The ECL cells are histamine- and pancreastatin-secreting endocrine cells in the oxyntic mucosa, thought to release a blood Ca2+-lowering peptide hormone upon stimulation by gastrin. Previously, we have shown that the ECL cells do not respond to perturbations in blood Ca2+. In the present study, we examine if Ca2+ in the gastric lumen will affect the activity of the gastrin-ECL-cell axis. Freely fed or food deprived (48 h) rats were given an oral load of CaCl2 (or NaCl), and the blood Ca2+ concentration was monitored. The serum gastrin concentration at sacrifice, 3 h after ingestion of CaCl2, was measured together with two parameters of ECL cell activity: the oxyntic mucosal histidine decarboxylase (HDC) activity and the serum pancreastatin concentration.
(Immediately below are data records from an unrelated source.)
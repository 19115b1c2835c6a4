use super::*;

fn catalog() -> Vec<Candidate> {
    vec![Candidate::new(1, "Water 1.5L"), Candidate::new(2, "Water 0.5L"), Candidate::new(3, "Juice")]
}

fn row(key: u64, selection: Option<i64>) -> Row {
    let mut row = Row::blank(RowKey(key));
    row.selection = selection.map(CandidateId);
    row
}

fn ids(options: &[&Candidate]) -> Vec<i64> {
    options.iter().map(|candidate| candidate.id.0).collect()
}

#[test]
fn empty_rows_offer_every_candidate_in_order() {
    let candidates = catalog();
    let options = available_options(&[], &candidates, RowKey(0));
    assert_eq!(ids(&options), vec![1, 2, 3]);
}

#[test]
fn other_rows_selections_are_excluded() {
    let candidates = catalog();
    let rows = vec![row(0, Some(2)), row(1, None)];
    assert_eq!(ids(&available_options(&rows, &candidates, RowKey(1))), vec![1, 3]);
}

#[test]
fn own_selection_stays_visible() {
    let candidates = catalog();
    let rows = vec![row(0, Some(2)), row(1, Some(3))];
    assert_eq!(ids(&available_options(&rows, &candidates, RowKey(0))), vec![1, 2]);
    assert_eq!(ids(&available_options(&rows, &candidates, RowKey(1))), vec![1, 3]);
}

#[test]
fn own_selection_survives_a_duplicate_held_elsewhere() {
    let candidates = catalog();
    let rows = vec![row(0, Some(1)), row(1, Some(1))];
    assert_eq!(ids(&available_options(&rows, &candidates, RowKey(1))), vec![1, 2, 3]);
}

#[test]
fn unselected_rows_do_not_block_anything() {
    let candidates = catalog();
    let rows = vec![row(0, None), row(1, None), row(2, None)];
    assert_eq!(ids(&available_options(&rows, &candidates, RowKey(0))), vec![1, 2, 3]);
}

#[test]
fn unknown_key_sees_only_unused_candidates() {
    let candidates = catalog();
    let rows = vec![row(0, Some(1))];
    assert_eq!(ids(&available_options(&rows, &candidates, RowKey(99))), vec![2, 3]);
}

#[test]
fn unused_candidates_excludes_every_selection() {
    let candidates = catalog();
    let rows = vec![row(0, Some(3)), row(1, Some(1))];
    assert_eq!(ids(&unused_candidates(&rows, &candidates)), vec![2]);
}
//! `fieldvisit admin ...`: account, client, and catalog management.

#[cfg(test)]
#[path = "admin_test.rs"]
mod admin_test;

use api::types::{ClientInput, NewCategory, NewUser, ProductInput, UserRole, UserUpdate};
use clap::{Args, Subcommand};

use crate::{CliContext, CliError, print_json};

#[derive(Args, Debug)]
pub struct AdminCommand {
    #[command(subcommand)]
    command: AdminSubcommand,
}

#[derive(Subcommand, Debug)]
enum AdminSubcommand {
    Users(UsersCommand),
    Clients(ClientsCommand),
    Products(ProductsCommand),
    Categories(CategoriesCommand),
    Roles,
    Supervisors,
    Stats,
    Activity {
        #[arg(long, default_value_t = 10)]
        limit: u32,
    },
    Validated,
}

#[derive(Args, Debug)]
struct UsersCommand {
    #[command(subcommand)]
    command: UsersSubcommand,
}

#[derive(Subcommand, Debug)]
enum UsersSubcommand {
    List {
        #[arg(long, default_value = "")]
        query: String,
    },
    Create(NewUserArgs),
    Update {
        user_id: i64,
        #[arg(long)]
        name: Option<String>,
        #[arg(long)]
        email: Option<String>,
        #[arg(long)]
        role_id: Option<i64>,
        #[arg(long)]
        active: Option<bool>,
    },
    ToggleActive {
        user_id: i64,
    },
    Delete {
        user_id: i64,
    },
}

#[derive(Args, Debug, Clone)]
struct NewUserArgs {
    #[arg(long)]
    name: String,
    #[arg(long)]
    email: String,
    #[arg(long)]
    password: String,
    #[arg(long, help = "Role name: administrateur, superviseur, or merchandiser")]
    role: String,
    #[arg(long, help = "Geographic zone (merchandiser only)")]
    zone: Option<String>,
    #[arg(long, help = "Supervising manager id (merchandiser only)")]
    manager_id: Option<i64>,
}

#[derive(Args, Debug)]
struct ClientsCommand {
    #[command(subcommand)]
    command: ClientsSubcommand,
}

#[derive(Subcommand, Debug)]
enum ClientsSubcommand {
    List {
        #[arg(long, default_value = "")]
        query: String,
    },
    Create {
        #[arg(long)]
        name: String,
        #[command(flatten)]
        fields: ClientFields,
    },
    Update {
        client_id: i64,
        #[arg(long)]
        name: Option<String>,
        #[command(flatten)]
        fields: ClientFields,
    },
    Delete {
        client_id: i64,
    },
}

#[derive(Args, Debug, Clone, Default)]
struct ClientFields {
    #[arg(long)]
    contact: Option<String>,
    #[arg(long, help = "Store typology")]
    kind: Option<String>,
    #[arg(long)]
    location: Option<String>,
}

impl ClientFields {
    fn into_input(self, name: Option<String>) -> ClientInput {
        ClientInput { name, contact: self.contact, kind: self.kind, location: self.location }
    }
}

#[derive(Args, Debug)]
struct ProductsCommand {
    #[command(subcommand)]
    command: ProductsSubcommand,
}

#[derive(Subcommand, Debug)]
enum ProductsSubcommand {
    List {
        #[arg(long, default_value = "")]
        query: String,
    },
    Create {
        #[arg(long)]
        name: String,
        #[arg(long)]
        brand: Option<String>,
        #[arg(long)]
        category_id: i64,
    },
    Update {
        product_id: i64,
        #[arg(long)]
        name: Option<String>,
        #[arg(long)]
        brand: Option<String>,
        #[arg(long)]
        category_id: Option<i64>,
    },
    Delete {
        product_id: i64,
    },
}

#[derive(Args, Debug)]
struct CategoriesCommand {
    #[command(subcommand)]
    command: CategoriesSubcommand,
}

#[derive(Subcommand, Debug)]
enum CategoriesSubcommand {
    List,
    Create {
        #[arg(long)]
        name: String,
    },
}

/// Build the account-creation body.
///
/// A merchandiser account carries a profile, so both a non-blank zone and a
/// manager are required; other roles never send those fields.
fn new_user(args: NewUserArgs) -> Result<NewUser, CliError> {
    let (zone, manager_id) = if UserRole::from_name(&args.role) == UserRole::Merchandiser {
        let zone = args.zone.filter(|zone| !zone.trim().is_empty());
        match (zone, args.manager_id) {
            (Some(zone), Some(manager_id)) => (Some(zone), Some(manager_id)),
            _ => return Err(CliError::IncompleteMerchandiser),
        }
    } else {
        (None, None)
    };

    Ok(NewUser {
        name: args.name,
        email: args.email,
        password: args.password,
        role_name: args.role,
        zone,
        manager_id,
    })
}

pub async fn run(ctx: &CliContext, admin: AdminCommand) -> Result<(), CliError> {
    match admin.command {
        AdminSubcommand::Users(users) => run_users(ctx, users).await,
        AdminSubcommand::Clients(clients) => run_clients(ctx, clients).await,
        AdminSubcommand::Products(products) => run_products(ctx, products).await,
        AdminSubcommand::Categories(categories) => run_categories(ctx, categories).await,
        AdminSubcommand::Roles => print_json(&ctx.client()?.roles().await?),
        AdminSubcommand::Supervisors => print_json(&ctx.client()?.supervisors().await?),
        AdminSubcommand::Stats => print_json(&ctx.client()?.admin_stats().await?),
        AdminSubcommand::Activity { limit } => print_json(&ctx.client()?.activity_logs(limit).await?),
        AdminSubcommand::Validated => print_json(&ctx.client()?.validated_visits().await?),
    }
}

async fn run_users(ctx: &CliContext, users: UsersCommand) -> Result<(), CliError> {
    let client = ctx.client()?;
    match users.command {
        UsersSubcommand::List { query } => print_json(&client.search_users(&query).await?),
        UsersSubcommand::Create(args) => {
            let body = new_user(args)?;
            let user = client.create_user(&body).await?;
            tracing::info!(user_id = user.id, role = %body.role_name, "user created");
            print_json(&user)
        }
        UsersSubcommand::Update {
            user_id,
            name,
            email,
            role_id,
            active,
        } => {
            let update = UserUpdate { name, email, role_id, is_active: active };
            print_json(&client.update_user(user_id, &update).await?)
        }
        UsersSubcommand::ToggleActive { user_id } => {
            let current = client
                .search_users("")
                .await?
                .into_iter()
                .find(|user| user.id == user_id)
                .ok_or(CliError::UnknownUser(user_id))?;
            let update = UserUpdate { is_active: Some(!current.is_active), ..UserUpdate::default() };
            print_json(&client.update_user(user_id, &update).await?)
        }
        UsersSubcommand::Delete { user_id } => {
            client.delete_user(user_id).await?;
            print_json(&serde_json::json!({ "deleted": user_id }))
        }
    }
}

async fn run_clients(ctx: &CliContext, clients: ClientsCommand) -> Result<(), CliError> {
    let client = ctx.client()?;
    match clients.command {
        ClientsSubcommand::List { query } => print_json(&client.search_clients(&query).await?),
        ClientsSubcommand::Create { name, fields } => {
            print_json(&client.create_client(&fields.into_input(Some(name))).await?)
        }
        ClientsSubcommand::Update { client_id, name, fields } => {
            print_json(&client.update_client(client_id, &fields.into_input(name)).await?)
        }
        ClientsSubcommand::Delete { client_id } => {
            client.delete_client(client_id).await?;
            print_json(&serde_json::json!({ "deleted": client_id }))
        }
    }
}

async fn run_products(ctx: &CliContext, products: ProductsCommand) -> Result<(), CliError> {
    let client = ctx.client()?;
    match products.command {
        ProductsSubcommand::List { query } => print_json(&client.search_products(&query).await?),
        ProductsSubcommand::Create { name, brand, category_id } => {
            let input = ProductInput { name: Some(name), brand, category_id: Some(category_id) };
            print_json(&client.create_product(&input).await?)
        }
        ProductsSubcommand::Update {
            product_id,
            name,
            brand,
            category_id,
        } => {
            let input = ProductInput { name, brand, category_id };
            print_json(&client.update_product(product_id, &input).await?)
        }
        ProductsSubcommand::Delete { product_id } => {
            client.delete_product(product_id).await?;
            print_json(&serde_json::json!({ "deleted": product_id }))
        }
    }
}

async fn run_categories(ctx: &CliContext, categories: CategoriesCommand) -> Result<(), CliError> {
    let client = ctx.client()?;
    match categories.command {
        CategoriesSubcommand::List => print_json(&client.categories().await?),
        CategoriesSubcommand::Create { name } => print_json(&client.create_category(&NewCategory { name }).await?),
    }
}
use std::io::Cursor;

use super::*;

fn context(server: Option<&str>) -> (tempfile::TempDir, CliContext) {
    let dir = tempfile::tempdir().expect("tempdir");
    let ctx = CliContext {
        store: SessionStore::new(dir.path().join("session.json")),
        server: server.map(ToOwned::to_owned),
    };
    (dir, ctx)
}

// =============================================================
// read_password
// =============================================================

#[test]
fn read_password_strips_line_ending() {
    let password = read_password(Cursor::new("s3cret\r\n")).expect("password");
    assert_eq!(password, "s3cret");
}

#[test]
fn empty_prompted_password_is_rejected() {
    assert!(matches!(non_empty_password(""), Err(CliError::MissingPassword)));
    assert_eq!(non_empty_password("pw").expect("password"), "pw");
}

#[test]
fn read_password_rejects_empty_input() {
    assert!(matches!(read_password(Cursor::new("")), Err(CliError::MissingPassword)));
    assert!(matches!(read_password(Cursor::new("\n")), Err(CliError::MissingPassword)));
}

// =============================================================
// CliContext
// =============================================================

#[test]
fn session_override_wins_over_saved_server() {
    let (_dir, ctx) = context(Some("http://override:9000/"));
    ctx.store.set_server("http://saved:8000").expect("save");
    let session = ctx.session().expect("session");
    assert_eq!(session.base_url.as_deref(), Some("http://override:9000"));
}

#[test]
fn invalid_override_is_reported() {
    let (_dir, ctx) = context(Some("saved:8000"));
    assert!(matches!(ctx.session(), Err(CliError::Session(SessionError::InvalidServerUrl(_)))));
}

#[test]
fn client_without_any_server_is_refused() {
    let (_dir, ctx) = context(None);
    assert!(matches!(ctx.client(), Err(CliError::Api(ApiError::ServerNotConfigured))));
}

#[test]
fn session_summary_never_prints_token() {
    let (_dir, ctx) = context(None);
    ctx.store.set_server("http://host:8000").expect("server");
    let session = ctx.store.sign_in("tok-secret", Some("superviseur")).expect("sign in");

    let summary = session_summary(&ctx, &session).expect("summary");
    assert_eq!(summary["signed_in"], serde_json::json!(true));
    assert_eq!(summary["role"], serde_json::json!("superviseur"));
    assert_eq!(summary["server"], serde_json::json!("http://host:8000"));
    assert!(summary.get("token").is_none());
    assert!(!summary.to_string().contains("tok-secret"));
}

#[test]
fn session_summary_shows_effective_and_stored_server() {
    let (_dir, ctx) = context(Some("http://override:9000"));
    let stored = ctx.store.set_server("http://saved:8000").expect("save");

    let summary = session_summary(&ctx, &stored).expect("summary");
    assert_eq!(summary["server"], serde_json::json!("http://override:9000"));
    assert_eq!(summary["stored_server"], serde_json::json!("http://saved:8000"));
}

#[test]
fn session_summary_without_override_reports_stored_server_twice() {
    let (_dir, ctx) = context(None);
    let stored = ctx.store.set_server("http://saved:8000").expect("save");

    let summary = session_summary(&ctx, &stored).expect("summary");
    assert_eq!(summary["server"], summary["stored_server"]);
}

// =============================================================
// argument parsing
// =============================================================

#[test]
fn parses_visit_submit_with_global_server_after_subcommand() {
    let cli = Cli::try_parse_from([
        "fieldvisit",
        "visit",
        "submit",
        "--client-id",
        "12",
        "--draft",
        "visit.json",
        "--dry-run",
        "--server",
        "http://host:8000",
    ])
    .expect("parse");
    assert_eq!(cli.server.as_deref(), Some("http://host:8000"));
    let Command::Visit(VisitCommand {
        command: VisitSubcommand::Submit { client_id, draft, dry_run },
    }) = cli.command
    else {
        panic!("expected visit submit");
    };
    assert_eq!(client_id, 12);
    assert_eq!(draft, PathBuf::from("visit.json"));
    assert!(dry_run);
}

#[test]
fn parses_review_commands() {
    let cli = Cli::try_parse_from(["fieldvisit", "review", "reject", "7"]).expect("parse");
    assert!(matches!(
        cli.command,
        Command::Review(ReviewCommand { command: ReviewSubcommand::Reject { visit_id: 7 } })
    ));

    let cli = Cli::try_parse_from(["fieldvisit", "review", "export", "--out", "team.csv"]).expect("parse");
    assert!(matches!(
        cli.command,
        Command::Review(ReviewCommand { command: ReviewSubcommand::Export { .. } })
    ));
}

#[test]
fn visit_submit_requires_client_id() {
    assert!(Cli::try_parse_from(["fieldvisit", "visit", "submit", "--draft", "visit.json"]).is_err());
}
//! Users and role lookups.

use crate::{
    core::{audit::entity_types, context::LedgerContext, effects},
    entities::{AuditAction, User, UserRole, user},
    errors::{Error, Result},
};
use chrono::Utc;
use sea_orm::{QueryOrder, Set, prelude::*};
use tracing::{info, instrument};

/// Creates a user. `created_by` is recorded as the audit actor.
#[instrument(skip(ctx))]
pub async fn create_user(
    ctx: &LedgerContext,
    created_by: i64,
    full_name: &str,
    email: &str,
    role: UserRole,
) -> Result<user::Model> {
    let full_name = full_name.trim();
    let email = email.trim().to_lowercase();
    if full_name.is_empty() {
        return Err(Error::validation("Full name cannot be empty"));
    }
    if !email.contains('@') {
        return Err(Error::validation(format!("Invalid email address: {email}")));
    }

    let existing = User::find()
        .filter(user::Column::Email.eq(email.as_str()))
        .one(&ctx.db)
        .await?;
    if existing.is_some() {
        return Err(Error::validation(format!("Email {email} is already registered")));
    }

    let user = user::ActiveModel {
        full_name: Set(full_name.to_string()),
        email: Set(email),
        role: Set(role),
        created_at: Set(Utc::now()),
        ..Default::default()
    }
    .insert(&ctx.db)
    .await?;
    info!(user_id = user.id, ?role, "Created user");

    effects::record_audit(
        ctx,
        created_by,
        AuditAction::Create,
        entity_types::USER,
        user.id,
        format!("Created user {} ({:?})", user.email, user.role),
    )
    .await;

    Ok(user)
}

/// Fetches a user by id.
pub async fn get_user(db: &DatabaseConnection, user_id: i64) -> Result<user::Model> {
    User::find_by_id(user_id)
        .one(db)
        .await?
        .ok_or(Error::NotFound {
            entity: entity_types::USER,
            id: user_id,
        })
}

/// All users holding any of `roles`, ordered by id.
pub async fn find_users_by_roles(
    db: &DatabaseConnection,
    roles: &[UserRole],
) -> Result<Vec<user::Model>> {
    if roles.is_empty() {
        return Ok(Vec::new());
    }
    User::find()
        .filter(user::Column::Role.is_in(roles.iter().copied()))
        .order_by_asc(user::Column::Id)
        .all(db)
        .await
        .map_err(Into::into)
}

#[cfg(test)]
mod tests {
    #![allow(clippy::unwrap_used)]
    use super::*;
    use crate::core::audit::list_audit_logs_by_entity_type;
    use crate::test_utils::setup_context;

    #[tokio::test]
    async fn test_create_user_is_audited() {
        let (ctx, _sink) = setup_context().await.unwrap();
        let user = create_user(&ctx, 1, " Ana ", "Ana@Example.com", UserRole::Finance)
            .await
            .unwrap();

        assert_eq!(user.full_name, "Ana");
        assert_eq!(user.email, "ana@example.com");

        let logs = list_audit_logs_by_entity_type(&ctx.db, entity_types::USER)
            .await
            .unwrap();
        assert_eq!(logs.len(), 1);
        assert_eq!(logs[0].entity_id, user.id);
        assert_eq!(logs[0].user_id, 1);
    }

    #[tokio::test]
    async fn test_duplicate_email_rejected() {
        let (ctx, _sink) = setup_context().await.unwrap();
        create_user(&ctx, 1, "Ana", "ana@example.com", UserRole::Spv)
            .await
            .unwrap();
        let err = create_user(&ctx, 1, "Other", "ana@example.com", UserRole::Owner)
            .await
            .unwrap_err();
        assert!(matches!(err, Error::Validation { .. }));
    }

    #[tokio::test]
    async fn test_find_users_by_roles() {
        let (ctx, _sink) = setup_context().await.unwrap();
        create_user(&ctx, 1, "Spv", "spv@example.com", UserRole::Spv).await.unwrap();
        create_user(&ctx, 1, "Fin", "fin@example.com", UserRole::Finance).await.unwrap();
        create_user(&ctx, 1, "Own", "own@example.com", UserRole::Owner).await.unwrap();

        let reviewers = find_users_by_roles(&ctx.db, &UserRole::REVIEWERS).await.unwrap();
        assert_eq!(reviewers.len(), 2);
        assert!(reviewers.iter().all(|u| u.role != UserRole::Spv));
        assert!(find_users_by_roles(&ctx.db, &[]).await.unwrap().is_empty());
    }

    #[tokio::test]
    async fn test_get_unknown_user() {
        let (ctx, _sink) = setup_context().await.unwrap();
        let err = get_user(&ctx.db, 99).await.unwrap_err();
        assert!(matches!(err, Error::NotFound { entity: "user", id: 99 }));
    }
}
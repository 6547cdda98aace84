//! Audit log entity - immutable record of who did what to which entity.

use super::enums::AuditAction;
use sea_orm::entity::prelude::*;
use serde::{Deserialize, Serialize};

/// Audit log database model
#[derive(Clone, Debug, PartialEq, Eq, DeriveEntityModel, Serialize, Deserialize)]
#[sea_orm(table_name = "audit_logs")]
pub struct Model {
    /// Unique identifier
    #[sea_orm(primary_key)]
    pub id: i64,
    /// Acting user
    pub user_id: i64,
    /// What happened
    pub action: AuditAction,
    /// Table-level name of the affected entity (e.g. `"expense"`)
    pub entity_type: String,
    /// Id of the affected entity
    pub entity_id: i64,
    /// Short human-readable detail string
    #[sea_orm(column_type = "Text")]
    pub details: String,
    /// When it happened
    pub created_at: DateTimeUtc,
}

/// Audit entries are standalone.
#[derive(Copy, Clone, Debug, EnumIter, DeriveRelation)]
pub enum Relation {}

impl ActiveModelBehavior for ActiveModel {}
The circulating concentrations of calcitonin and parathyroid hormone (PTH) were also measured. Oral CaCl2 raised the blood Ca2+ in a dose-dependent manner. The two highest doses (which caused damage to the oxyntic mucosa) raised the serum gastrin concentration and the HDC activity in both fed and fasted rats; the serum pancreastatin concentration remained unaffected. Oral CaCl2 raised the serum calcitonin concentration and lowered the serum PTH concentration. The effects of high doses of oral CaCl2 on the serum gastrin concentration and on the oxyntic mucosal HDC activity could be reproduced by a high dose of NaCl. Thus the effects are probably not due to Ca2+ per se. We conclude that the gastrin-ECL-cell axis in the rat does not respond to peroral Ca2+. Since the ECL cells do not respond to either circulating or peroral Ca2+ they are unlikely to secrete a calciotropic hormone.